The revised roadmap separates people into three priority-use groups: high, medium, and low. While the group is still urging elderly and immunocompromised people to get vaccinated and boosted, young healthy people have been deemed "low priority."


 

"The low priority group includes healthy children and adolescents aged 6 months to 17 years," SAGE said in a news release. "Primary and booster doses are safe and effective in children and adolescents. However, considering the low burden of disease, SAGE urges countries considering vaccination of this age group to base their decisions on contextual factors, such as the disease burden, cost effectiveness, and other health or programmatic priorities and opportunity costs." 

The group went on to note that the public health impact of vaccinating healthy children and adolescents against Covid-19 is "comparatively much lower" than it is with other, more essential jabs such as the rotavirus, measles, and pneumococcal conjugate vaccines. 

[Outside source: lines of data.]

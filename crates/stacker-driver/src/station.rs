//! CommandStation：按目标子系统路由命令
//!
//! 持有每个 Worker 邮箱的克隆，可以自由克隆并跨线程共享（解释器线程、驾驶员循环）。
//!
//! # 两种发送方式
//!
//! - [`CommandStation::send_no_wait`]: 投递后立即返回，成功只表示"已入队"
//! - [`CommandStation::send_and_wait`]: 投递后阻塞等待应答，最多 `timeout`；
//!   超时不会取消 Worker 上进行中的操作（由 Worker 自己的超时与安全逻辑收尾）

use crate::error::DriverError;
use crate::mailbox::{Envelope, Mailbox};
use crossbeam_channel::RecvTimeoutError;
use stacker_protocol::{
    AutonomousCommand, CanArmCommand, ClawCommand, Command, ConveyorCommand, CubeCommand,
    DrivetrainCommand, FanCommand, LifterCommand, Message, ReplyTo, Response, RobotMode,
    Subsystem,
};
use std::time::Duration;
use tracing::{debug, warn};

/// 命令路由
#[derive(Clone, Default)]
pub struct CommandStation {
    pub(crate) drivetrain: Option<Mailbox<DrivetrainCommand>>,
    pub(crate) conveyor: Option<Mailbox<ConveyorCommand>>,
    pub(crate) lifter: Option<Mailbox<LifterCommand>>,
    pub(crate) claw: Option<Mailbox<ClawCommand>>,
    pub(crate) canarm: Option<Mailbox<CanArmCommand>>,
    pub(crate) cube: Option<Mailbox<CubeCommand>>,
    pub(crate) fan: Option<Mailbox<FanCommand>>,
}

/// 对每个已装配的邮箱执行同一段代码
macro_rules! for_each_mailbox {
    ($station:expr, |$mailbox:ident| $body:expr) => {{
        let station = $station;
        if let Some($mailbox) = &station.drivetrain {
            $body;
        }
        if let Some($mailbox) = &station.conveyor {
            $body;
        }
        if let Some($mailbox) = &station.lifter {
            $body;
        }
        if let Some($mailbox) = &station.claw {
            $body;
        }
        if let Some($mailbox) = &station.canarm {
            $body;
        }
        if let Some($mailbox) = &station.cube {
            $body;
        }
        if let Some($mailbox) = &station.fan {
            $body;
        }
    }};
}

fn post_to<C>(
    mailbox: &Option<Mailbox<C>>,
    subsystem: Subsystem,
    command: C,
    reply: Option<ReplyTo>,
) -> Result<(), DriverError> {
    mailbox
        .as_ref()
        .ok_or(DriverError::SubsystemUnavailable(subsystem))?
        .post(Envelope::Command { command, reply })
}

impl CommandStation {
    /// 空路由（没有任何子系统）
    pub fn new() -> Self {
        Self::default()
    }

    /// 是否装配了该子系统
    pub fn has(&self, subsystem: Subsystem) -> bool {
        match subsystem {
            Subsystem::Drivetrain => self.drivetrain.is_some(),
            Subsystem::Conveyor => self.conveyor.is_some(),
            Subsystem::Lifter => self.lifter.is_some(),
            Subsystem::Claw => self.claw.is_some(),
            Subsystem::CanArm => self.canarm.is_some(),
            Subsystem::Cube => self.cube.is_some(),
            Subsystem::Fan => self.fan.is_some(),
        }
    }

    /// 已装配的子系统
    pub fn subsystems(&self) -> Vec<Subsystem> {
        Subsystem::ALL
            .into_iter()
            .filter(|s| self.has(*s))
            .collect()
    }

    /// 投递一条消息
    ///
    /// 广播类命令（`State`、`Autonomous`）投递给所有 Worker，
    /// 若消息带应答目的地，全部入队后立即回送 OK。
    ///
    /// # 错误
    ///
    /// - [`DriverError::SubsystemUnavailable`]: 目标子系统未装配
    /// - [`DriverError::ChannelFull`] / [`DriverError::ChannelClosed`]: 邮箱投递失败
    ///   （广播时返回第一个失败，其余 Worker 仍会收到）
    pub fn post(&self, message: Message) -> Result<(), DriverError> {
        let (command, reply) = message.into_parts();
        match command {
            Command::State(mode) => {
                self.broadcast_mode(mode)?;
                self.acknowledge_broadcast(reply);
                Ok(())
            },
            Command::Autonomous(command) => {
                self.broadcast_autonomous(command)?;
                self.acknowledge_broadcast(reply);
                Ok(())
            },
            Command::Drivetrain(c) => post_to(&self.drivetrain, Subsystem::Drivetrain, c, reply),
            Command::Conveyor(c) => post_to(&self.conveyor, Subsystem::Conveyor, c, reply),
            Command::Lifter(c) => post_to(&self.lifter, Subsystem::Lifter, c, reply),
            Command::Claw(c) => post_to(&self.claw, Subsystem::Claw, c, reply),
            Command::CanArm(c) => post_to(&self.canarm, Subsystem::CanArm, c, reply),
            Command::Cube(c) => post_to(&self.cube, Subsystem::Cube, c, reply),
            Command::Fan(c) => post_to(&self.fan, Subsystem::Fan, c, reply),
        }
    }

    /// 投递命令，不等待完成
    ///
    /// # 示例
    ///
    /// ```rust
    /// use stacker_driver::{CommandStation, DriverError};
    /// use stacker_protocol::FanCommand;
    ///
    /// let station = CommandStation::new();
    /// let result = station.send_no_wait(FanCommand::Toggle);
    /// assert!(matches!(result, Err(DriverError::SubsystemUnavailable(_))));
    /// ```
    pub fn send_no_wait(&self, command: impl Into<Command>) -> Result<(), DriverError> {
        self.post(Message::new(command))
    }

    /// 投递命令并等待应答
    ///
    /// # 参数
    ///
    /// - `command`: 任意命令族的命令
    /// - `timeout`: 最长等待时间
    ///
    /// # 错误
    ///
    /// - [`DriverError::Timeout`]: 超时未收到应答（Worker 上的操作不会被取消）
    /// - [`DriverError::ChannelClosed`]: Worker 退出，应答永远不会到达
    /// - 以及 [`CommandStation::post`] 的所有错误
    ///
    /// 收到的 `Response` 原样返回，包括 ERROR 结果；是否把 ERROR 视为失败由调用方决定。
    pub fn send_and_wait(
        &self,
        command: impl Into<Command>,
        timeout: Duration,
    ) -> Result<Response, DriverError> {
        let command = command.into();
        let (reply, rx) = ReplyTo::channel();
        self.post(Message::with_reply(command, reply))?;

        match rx.recv_timeout(timeout) {
            Ok(response) => {
                debug!("{:?} answered {:?}", command, response.outcome);
                Ok(response)
            },
            Err(RecvTimeoutError::Timeout) => {
                warn!("{:?}: no response within {:?}", command, timeout);
                Err(DriverError::Timeout)
            },
            Err(RecvTimeoutError::Disconnected) => Err(DriverError::ChannelClosed),
        }
    }

    /// 广播没有单一的应答方：全部入队即以第一个已装配子系统的名义确认
    fn acknowledge_broadcast(&self, reply: Option<ReplyTo>) {
        if let (Some(reply), Some(source)) = (reply, self.subsystems().first().copied())
            && reply.send(Response::ok(source)).is_err()
        {
            debug!("broadcast acknowledgement discarded");
        }
    }

    /// 向所有 Worker 广播模式切换
    ///
    /// # 错误
    ///
    /// 返回第一个投递失败；其余 Worker 仍会收到广播。
    pub fn broadcast_mode(&self, mode: RobotMode) -> Result<(), DriverError> {
        let mut first_error = None;
        for_each_mailbox!(self, |mailbox| {
            if let Err(e) = mailbox.post(Envelope::Mode(mode)) {
                warn!("{}: mode {} not delivered: {}", mailbox.subsystem(), mode, e);
                first_error.get_or_insert(e);
            }
        });
        first_error.map_or(Ok(()), Err)
    }

    /// 向所有 Worker 广播自动阶段生命周期命令
    ///
    /// # 错误
    ///
    /// 返回第一个投递失败；其余 Worker 仍会收到广播。
    pub fn broadcast_autonomous(&self, command: AutonomousCommand) -> Result<(), DriverError> {
        let mut first_error = None;
        for_each_mailbox!(self, |mailbox| {
            if let Err(e) = mailbox.post(Envelope::Autonomous(command)) {
                warn!("{}: {:?} not delivered: {}", mailbox.subsystem(), command, e);
                first_error.get_or_insert(e);
            }
        });
        first_error.map_or(Ok(()), Err)
    }
}

impl std::fmt::Debug for CommandStation {
    fn fmt(&self, f: &mut std::fmt::Formatter<'_>) -> std::fmt::Result {
        f.debug_struct("CommandStation")
            .field("subsystems", &self.subsystems())
            .finish()
    }
}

SAGE did, however, explain that the risk posed by the virus to infants under six months "is still higher than in children aged 6 months to 5 years," thus, "vaccinating pregnant persons – including with an additional dose if more than 6 months have passed since the last dose – protects both them and the fetus, while helping to reduce the likelihood of hospitalization of infants for COVID-19."

Children with "immunocompromising conditions" were also separated, and moved into the high-priority group.

In October, the the Center for Disease Control Advisory Committee on Immunization Practices voted unamimously to add Covid-19 vaccines to its child and adolescent immunization schedule.

The schedule is largely taken to be a rough guide, however a number of states require that it be followed. The move was criticized by some, who pointed out the relatively low risk the virus poses to young people, as well as the myriad potential side effects.